Mostra Rinascimento ticinese. Dov’è finita Varese?

Agosti e il sindaco Fontana alla presentazione della mostra

E’ stato con una certa sorpresa che abbiamo scorso il lunghissimo (e vivacissimo) “Diario ticinese on the road” firmato, ieri, sull’ultimo numero di “Alias”, dallo storico dell’arte Giovanni Agosti. Come lui stesso spiega, senza rinunciare ad una punta di snobismo (che gli fa scrivere “Gianni” quando si riferisce a Giovanni Testori), nel preparare la mostra “Rinascimento nelle terre ticinesi”, che lo stesso Agosti ha presentato recentemente a Palazzo Bagatti Valsecchi di Milano, è cresciuto “un bloc notes della mostra, un mazzo di appunti su cui vegliano il Fellini dell’A Director’s Notebook, ma anche le impressioni italiane di Stehdhal”.

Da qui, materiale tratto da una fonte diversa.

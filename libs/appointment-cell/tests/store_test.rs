use assert_matches::assert_matches;
use chrono::NaiveDateTime;
use serde_json::json;
use wiremock::matchers::{method, path, query_param};
use wiremock::{Mock, MockServer, ResponseTemplate};

use appointment_cell::models::{
    AppointmentError, AppointmentSearchQuery, AppointmentStatus, CreateAppointmentRequest,
};
use appointment_cell::services::store::AppointmentStore;
use shared_config::AppConfig;
use shared_utils::test_utils::{MockRows, TestConfig};

const TOKEN: &str = "test-token";

fn dt(s: &str) -> NaiveDateTime {
    s.parse().unwrap()
}

fn config_for(mock_server: &MockServer) -> AppConfig {
    let mut config = TestConfig::default().to_app_config();
    config.supabase_url = mock_server.uri();
    config
}

#[tokio::test]
async fn find_overlapping_sends_the_full_scoping_predicate() {
    let mock_server = MockServer::start().await;

    Mock::given(method("GET"))
        .and(path("/rest/v1/appointments"))
        .and(query_param("clinic_id", "eq.1"))
        .and(query_param("primary_doctor_id", "eq.5"))
        .and(query_param("resource_id", "eq.2"))
        .and(query_param("start_time", "lt.2024-01-10T09:45:00"))
        .and(query_param("end_time", "gt.2024-01-10T09:15:00"))
        .and(query_param("status", "not.in.(Cancelled,NoShow)"))
        .and(query_param("deleted_at", "is.null"))
        .respond_with(ResponseTemplate::new(200).set_body_json(json!([])))
        .expect(1)
        .mount(&mock_server)
        .await;

    let store = AppointmentStore::new(&config_for(&mock_server));
    let overlapping = store
        .find_overlapping(1, 5, 2, dt("2024-01-10T09:15:00"), dt("2024-01-10T09:45:00"), TOKEN)
        .await
        .unwrap();

    assert!(overlapping.is_empty());
}

#[tokio::test]
async fn find_overlapping_filters_non_blocking_rows_after_decoding() {
    let mock_server = MockServer::start().await;

    // A coarse range query can return rows the precise filter must discard:
    // a cancelled appointment and a touching-but-not-overlapping one.
    Mock::given(method("GET"))
        .and(path("/rest/v1/appointments"))
        .respond_with(ResponseTemplate::new(200).set_body_json(json!([
            MockRows::appointment_row(
                1, 1, 5, Some(2),
                "2024-01-10T09:00:00", "2024-01-10T09:30:00",
                "Cancelled"
            ),
            MockRows::appointment_row(
                2, 1, 5, Some(2),
                "2024-01-10T08:30:00", "2024-01-10T09:15:00",
                "Scheduled"
            ),
            MockRows::appointment_row(
                3, 1, 5, Some(2),
                "2024-01-10T09:20:00", "2024-01-10T09:50:00",
                "Confirmed"
            )
        ])))
        .mount(&mock_server)
        .await;

    let store = AppointmentStore::new(&config_for(&mock_server));
    let overlapping = store
        .find_overlapping(1, 5, 2, dt("2024-01-10T09:15:00"), dt("2024-01-10T09:45:00"), TOKEN)
        .await
        .unwrap();

    assert_eq!(overlapping.len(), 1);
    assert_eq!(overlapping[0].id, 3);
}

#[tokio::test]
async fn create_rejects_an_inverted_interval_without_touching_storage() {
    let mock_server = MockServer::start().await;
    let store = AppointmentStore::new(&config_for(&mock_server));

    let request = CreateAppointmentRequest {
        clinic_id: 1,
        patient_id: 1,
        primary_doctor_id: 5,
        resource_id: Some(2),
        start_time: dt("2024-01-10T10:00:00"),
        end_time: dt("2024-01-10T09:00:00"),
        status: None,
        notes: None,
    };

    let result = store.create(request, Some(101), TOKEN).await;
    assert_matches!(result, Err(AppointmentError::InvalidTime(_)));
    assert!(mock_server.received_requests().await.unwrap().is_empty());
}

#[tokio::test]
async fn cancel_records_the_reason_and_frees_the_slot() {
    let mock_server = MockServer::start().await;

    Mock::given(method("GET"))
        .and(path("/rest/v1/appointments"))
        .and(query_param("id", "eq.42"))
        .respond_with(ResponseTemplate::new(200).set_body_json(json!([
            MockRows::appointment_row(
                42, 1, 5, Some(2),
                "2024-01-10T09:00:00", "2024-01-10T09:30:00",
                "Scheduled"
            )
        ])))
        .mount(&mock_server)
        .await;

    let cancelled_row = {
        let mut row = MockRows::appointment_row(
            42, 1, 5, Some(2),
            "2024-01-10T09:00:00", "2024-01-10T09:30:00",
            "Cancelled",
        );
        row["cancellation_reason"] = json!("patient request");
        row
    };

    Mock::given(method("PATCH"))
        .and(path("/rest/v1/appointments"))
        .and(query_param("id", "eq.42"))
        .respond_with(ResponseTemplate::new(200).set_body_json(json!([cancelled_row])))
        .expect(1)
        .mount(&mock_server)
        .await;

    let store = AppointmentStore::new(&config_for(&mock_server));
    let cancelled = store
        .cancel(42, Some("patient request".to_string()), Some(101), TOKEN)
        .await
        .unwrap();

    assert_eq!(cancelled.status, AppointmentStatus::Cancelled);
    assert!(!cancelled.status.occupies_slot());
    assert_eq!(cancelled.cancellation_reason.as_deref(), Some("patient request"));
}

#[tokio::test]
async fn get_reports_missing_rows_as_not_found() {
    let mock_server = MockServer::start().await;

    Mock::given(method("GET"))
        .and(path("/rest/v1/appointments"))
        .respond_with(ResponseTemplate::new(200).set_body_json(json!([])))
        .mount(&mock_server)
        .await;

    let store = AppointmentStore::new(&config_for(&mock_server));
    let result = store.get(999, TOKEN).await;
    assert_matches!(result, Err(AppointmentError::NotFound));
}

#[tokio::test]
async fn search_passes_filters_through() {
    let mock_server = MockServer::start().await;

    Mock::given(method("GET"))
        .and(path("/rest/v1/appointments"))
        .and(query_param("clinic_id", "eq.1"))
        .and(query_param("status", "eq.Scheduled"))
        .and(query_param("deleted_at", "is.null"))
        .and(query_param("limit", "50"))
        .respond_with(ResponseTemplate::new(200).set_body_json(json!([
            MockRows::appointment_row(
                7, 1, 5, Some(2),
                "2024-01-10T09:00:00", "2024-01-10T09:30:00",
                "Scheduled"
            )
        ])))
        .expect(1)
        .mount(&mock_server)
        .await;

    let store = AppointmentStore::new(&config_for(&mock_server));
    let appointments = store
        .search(
            AppointmentSearchQuery {
                clinic_id: Some(1),
                status: Some(AppointmentStatus::Scheduled),
                limit: Some(50),
                ..Default::default()
            },
            TOKEN,
        )
        .await
        .unwrap();

    assert_eq!(appointments.len(), 1);
    assert_eq!(appointments[0].id, 7);
}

Un lungo racconto di scoperte e riscoperte, tra Canton Ticino e Lombardia. Ma scorrendo le righe scritte da Agosti e apparse sull’inserto culturale del quotidiano “Il Manifesto” (un inserto culturale, quello curato da Roberto Silvestri, tra i più ben fatti in Italia), sorgeva una domanda: e Varese? Perchè non si parlava di Varese? Domanda legittima, dato che  a Varese, presso la Sala Veratti, era stata annunciata una parte della mostra sul percorso che va da Bramantino a Bernardino Luini. Al punto che, alla presentazione milanese, era intervenuto anche il sindaco di Varese-assessore alla Cultura, Attilio Fontana. Nulla, nessun accenno alla sezione varesina, neppure in fondo al pezzo di “Alias”, dove si ricorda che la mostra alla Pinacoteca di Rancate si terrà dal 10 ottobre al 9 gennaio 2011.

Dunque? Una dimenticanza di Agosti? Una dimenticanza di “Alias”?  I curatori della mostra hanno visto  la terribile Tenda rossa realizzata all’ingresso della Sala Veratti a Varese, e hanno cambiato idea? Un piccolo mistero agostano in terra varesina.